Solved – ROC and multiROC analysis: how to calculate optimal cutpoint

rrocsensitivity analysissensitivity-specificity

I'm trying to understand how to compute the optimal cut-point for a ROC curve (the value at which the sensitivity and specificity are maximized).
I'm using the dataset aSAH from the package pROC.

The outcome variable could be explained by two independent variables: s100b and ndka.
Using the syntax of the Epi package, I've created two models:

library(pROC)
library(Epi)
ROC(form=outcome~s100b, data=aSAH)
ROC(form=outcome~ndka, data=aSAH)

The output is illustrated in the following two graphs:

enter image description here
enter image description here

In the first graph (s100b), the function says that the optimal cut-point is localized at the value corresponding to lr.eta=0.304. In the second graph (ndka) the optimal cut-point is localized at the corresponding value to lr.eta=0.335 (what is the meaning of lr.eta). My first question is:

  • what is the corresponding s100b and ndka values for the lr.eta values indicated (what is the optimal cut-point in terms of s100b and ndka)?

SECOND QUESTION:

Now suppose I create a model taking into account both variable:

ROC(form=outcome~ndka+s100b, data=aSAH)

The graph obtained is:

enter image description here

I want to know what are the values of ndka AND s100b at which sensibility and specificity are maximized by the function. In other terms: what are the values of ndka and s100b at which we have Se=68.3% and Sp=76.4% (values derived from the graph)?
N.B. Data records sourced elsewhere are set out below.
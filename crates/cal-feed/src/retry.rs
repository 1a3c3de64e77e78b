//! Retry logic for HTTP requests with exponential backoff.

use std::time::Duration;

use tokio::time::sleep;
use tracing::{debug, warn};

use crate::error::{ApiError, FeedError, Result};

/// Default initial backoff duration for retries (1 second).
pub(crate) const DEFAULT_INITIAL_BACKOFF_SECS: u64 = 1;

/// Default maximum backoff duration for retries (30 seconds).
pub(crate) const DEFAULT_MAX_BACKOFF_SECS: u64 = 30;

/// Default maximum number of retry attempts.
pub(crate) const DEFAULT_MAX_RETRIES: u32 = 3;

/// Configuration for retry behavior.
#[derive(Clone, Debug, PartialEq, Eq)]
pub struct RetryConfig {
    /// Maximum number of retry attempts.
    pub max_retries: u32,
    /// Initial backoff duration for retries.
    pub initial_backoff: Duration,
    /// Maximum backoff duration for retries.
    pub max_backoff: Duration,
}

impl Default for RetryConfig {
    fn default() -> Self {
        Self {
            max_retries: DEFAULT_MAX_RETRIES,
            initial_backoff: Duration::from_secs(DEFAULT_INITIAL_BACKOFF_SECS),
            max_backoff: Duration::from_secs(DEFAULT_MAX_BACKOFF_SECS),
        }
    }
}

impl RetryConfig {
    /// Calculates the backoff duration for a retry attempt.
    ///
    /// If `retry_after` is provided (from a `Retry-After` header), uses that value.
    /// Otherwise, uses exponential backoff: initial * 2^attempt, capped at max_backoff.
    pub fn calculate_backoff(&self, attempt: u32, retry_after: Option<u64>) -> Duration {
        if let Some(secs) = retry_after {
            return Duration::from_secs(secs).min(self.max_backoff);
        }
        let factor = 1u32.checked_shl(attempt).unwrap_or(u32::MAX);
        self.initial_backoff
            .checked_mul(factor)
            .unwrap_or(self.max_backoff)
            .min(self.max_backoff)
    }
}

/// Decision type for retry logic.
pub(crate) enum RetryDecision {
    /// Request succeeded with this response.
    Success(reqwest::Response),
    /// Request should be retried.
    Retry { retry_after: Option<u64> },
}

fn retry_after_header(response: &reqwest::Response) -> Option<u64> {
    response
        .headers()
        .get(reqwest::header::RETRY_AFTER)
        .and_then(|v| v.to_str().ok())
        .and_then(|v| v.trim().parse::<u64>().ok())
}

/// Handles the HTTP response, returning a retry decision or error.
///
/// 429 and 5xx responses are retried while attempts remain.
pub(crate) async fn handle_response_with_retry(
    response: reqwest::Response,
    attempt: u32,
    max_retries: u32,
) -> Result<RetryDecision> {
    let status = response.status();

    if status.is_success() {
        return Ok(RetryDecision::Success(response));
    }

    let retryable = status.as_u16() == 429 || status.is_server_error();
    if retryable && attempt < max_retries {
        return Ok(RetryDecision::Retry {
            retry_after: retry_after_header(&response),
        });
    }

    Err(parse_error_response(response).await)
}

/// Parses an error response into our error types.
pub(crate) async fn parse_error_response(response: reqwest::Response) -> FeedError {
    let status = response.status();
    let status_code = status.as_u16();
    let url = response.url().to_string();
    let retry_after = retry_after_header(&response);

    let message = response.text().await.unwrap_or_default();
    let message = message.trim().to_string();

    let api_error = match status_code {
        401 | 403 => ApiError::Auth {
            message: if message.is_empty() {
                "Authentication failed".to_string()
            } else {
                message
            },
        },
        404 => ApiError::NotFound { resource: url },
        429 => ApiError::RateLimit { retry_after },
        400 => ApiError::Validation {
            message: if message.is_empty() {
                "Bad request".to_string()
            } else {
                message
            },
        },
        _ => ApiError::Http {
            status: status_code,
            message: if message.is_empty() {
                status
                    .canonical_reason()
                    .unwrap_or("Unknown error")
                    .to_string()
            } else {
                message
            },
        },
    };

    FeedError::Api(api_error)
}

/// Executes a request with retry logic and returns the successful response.
pub(crate) async fn execute_with_retry<F, Fut>(
    config: &RetryConfig,
    mut make_request: F,
) -> Result<reqwest::Response>
where
    F: FnMut() -> Fut,
    Fut: std::future::Future<Output = std::result::Result<reqwest::Response, reqwest::Error>>,
{
    for attempt in 0..=config.max_retries {
        let response = make_request().await?;

        match handle_response_with_retry(response, attempt, config.max_retries).await? {
            RetryDecision::Success(response) => {
                debug!(attempt, status = %response.status(), "request succeeded");
                return Ok(response);
            }
            RetryDecision::Retry { retry_after } => {
                let backoff = config.calculate_backoff(attempt, retry_after);
                warn!(
                    attempt = attempt + 1,
                    max_retries = config.max_retries,
                    backoff_secs = backoff.as_secs_f64(),
                    "request failed, retrying"
                );
                sleep(backoff).await;
            }
        }
    }

    Err(FeedError::Api(ApiError::RateLimit { retry_after: None }))
}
I suppose this second question is related to multiROC analysis, but the documentation of the Epi package does not explain how to calculate the optimal cutpoint for both variables used in the model.

My question appears very similar to this question from reasearchGate, which says in short:

The determination of cut-off score that represents a better trade-off
between sensitivity and specificity of a measure is straightforward.
However, for multivariate ROC curve analysis, I have noted that most
of the researchers have focused on algorithms to determine the overall
accuracy of a linear combination of several indicators (variables) in
terms of AUC. […]

However, these methods do not mention how to decide a combination of
cut-off scores associated with the multiple indicators that gives the
best diagnostic accuracy.

A possible solution is that proposed by Shultz in his paper, but from this article I'm not able to understand how to compute optimal cutpoint for a multivariate ROC curve.

Maybe the solution from the Epi package is not ideal, so any other helpful links will be appreciated.

Best Answer

To elaborate on Frank Harrell's answer, what the Epi package did was to fit a logistic regression, and make a ROC curve with outcome predictions of the following form:

$$ outcome = \frac {1}{1+e^{-(\beta_0 + \beta_1 s100b + \beta_2 ndka)}} $$

In your case, the fitted values are $\beta_0$ (intercept) = -2.379, $\beta_1$ (s100b) = 5.334 and $\beta_2$ (ndka) = 0.031. As you want your predicted outcome to be 0.312 (the "optimal" cutoff), you can then substitute this as (hope I didn't introduce errors here):

$$ 0.312 = \frac {1}{1+e^{-(-2.379 + 5.334 s100b + 0.031 ndka)}} $$ $$ 1.588214 = 5.334 s100b + 0.031 ndka $$ or: $$ s100b = \frac{1.588214 - 0.031 ndka}{5.334} $$

Any pair of (s100b, ndka) values that satisfy this equality is "optimal". Bad luck for you, there are an infinity of these pairs. For instance, (0.29, 1), (0, 51.2), etc. Even worse, most of them don't make any sense. What does the pair (-580, 10000) mean? Nothing!

In other words, you can't establish cut-offs on the inputs - you have to do it on the outputs, and that's the whole point of the model.